In 2011, I wrote about our having published a few stories in 2010 that focused on violent female protagonists. This story was one of the ones that led me to write that post. In that post, I wrote the following about this story:

“Who in Mortal Chains” is, more than any of the others here, about violence. (That's not at all the only thing that it's about, but it's the main thing, at least in my reading of the story.) The protagonist is a kind of character I've rarely if ever seen before; on first read, I kept trying to figure out who she was, to fit her into the mold of being a new take on some recognizable person from folklore or mythology, but eventually came to understand that she's an original character, not a reworking of a traditional character. I found her wholly believable, and fascinating. And despite, or possibly because of, my real-world pacifism, I loved this story's treatment of violence and the ways that it works, both for the protagonist and for others. And I loved Gus's self-awareness about who she is and what she does.

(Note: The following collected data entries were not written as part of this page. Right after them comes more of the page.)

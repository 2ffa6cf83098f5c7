//! # tradingdate
//!
//! Calendar-aware date arithmetic over named sets of trading days.
//!
//! A calendar is the set of days on which a market trades.  Dates resolved
//! against a calendar are [`TradingDate`]s: adding `n` moves `n` trading
//! days, and a date can be broken down into the year, month, week or day
//! around it as a [`CalendarView`].
//!
//! This crate is a **façade** over `td-core` and `td-time`.  The free
//! functions below work on the process-wide [`CalendarRegistry::global`];
//! build a [`CalendarRegistry`] of your own for isolated state.
//!
//! ```rust
//! use tradingdate::{make_calendar, MissingPolicy};
//!
//! make_calendar("doc", [20250102, 20250103, 20250106]).unwrap();
//! let d = tradingdate::date(20250104, Some("doc"), MissingPolicy::UseNext).unwrap();
//! assert_eq!(d.as_int(), 20250106);
//! assert_eq!((&d - 2).unwrap().as_int(), 20250102);
//! ```

#![warn(missing_docs)]
#![forbid(unsafe_code)]

/// Errors and settings.
pub use td_core as core;

/// Calendars, trading dates, views, and ranges.
pub use td_time as time;

pub use td_core::{Error, Result, Settings};
pub use td_time::{
    CalendarRegistry, CalendarView, DateLike, DateRange, DaySet, MissingPolicy, Scope,
    TradingDate, Unit,
};

fn resolve_id(id: Option<&str>) -> String {
    id.map(str::to_string)
        .unwrap_or_else(|| Settings::instance().default_calendar())
}

/// Resolve `raw` against calendar `calendar_id` (default calendar when
/// `None`), snapping per `missing`.
///
/// # Errors
/// See [`CalendarRegistry::date`].
pub fn date(
    raw: impl Into<DateLike>,
    calendar_id: Option<&str>,
    missing: MissingPolicy,
) -> Result<TradingDate> {
    CalendarRegistry::global().date(raw, &resolve_id(calendar_id), missing)
}

/// A range over calendar `calendar_id` (default calendar when `None`).
///
/// # Errors
/// See [`CalendarRegistry::date_range`].
pub fn date_range(
    start: Option<DateLike>,
    end: Option<DateLike>,
    step: i64,
    calendar_id: Option<&str>,
    include_end: bool,
) -> Result<DateRange> {
    CalendarRegistry::global().date_range(start, end, step, &resolve_id(calendar_id), include_end)
}

/// The calendar named `calendar_id` (default calendar when `None`).
///
/// # Errors
/// `InvalidArgument` for an unknown id.
pub fn get_calendar(calendar_id: Option<&str>) -> Result<DaySet> {
    CalendarRegistry::global().get(&resolve_id(calendar_id))
}

/// Register `dates` under `calendar_id` in the global registry and return
/// the new calendar.
///
/// # Errors
/// `InvalidArgument` for an empty id, an empty list, or a malformed date.
pub fn make_calendar<I, D>(calendar_id: &str, dates: I) -> Result<DaySet>
where
    I: IntoIterator<Item = D>,
    D: Into<DateLike>,
{
    CalendarRegistry::global().register(calendar_id, dates)
}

To elaborate on that old post a little: among other things, I loved Gus's clear-eyed understanding of the ways that we sometimes lie to ourselves about our relationships with violence, about what we want and what we're looking for. From Gus's line about Tom, after Tom claims he doesn't mean any harm (“there was harm in him, meaning to happen”), to Ryder beginning to wonder whether he might be capable of the kind of violence Gus engages in, to the discussion of what exactly Mylene wanted Gus to do. And yet I was also glad to see that, unlike what I've seen in most stories about violence, Gus allows for the possibility of other people not being violent (although she's skeptical); and I loved her awareness that even when violence is what we want in the moment, it doesn't fix things (“I knew it would not help”).

This is the part that takes my breath away:

“Look at me,” I said, as gently as I could. “You wanted this to happen.”

“Not like this—”

“That's right,” I said. “But this is the only way it ever happens.”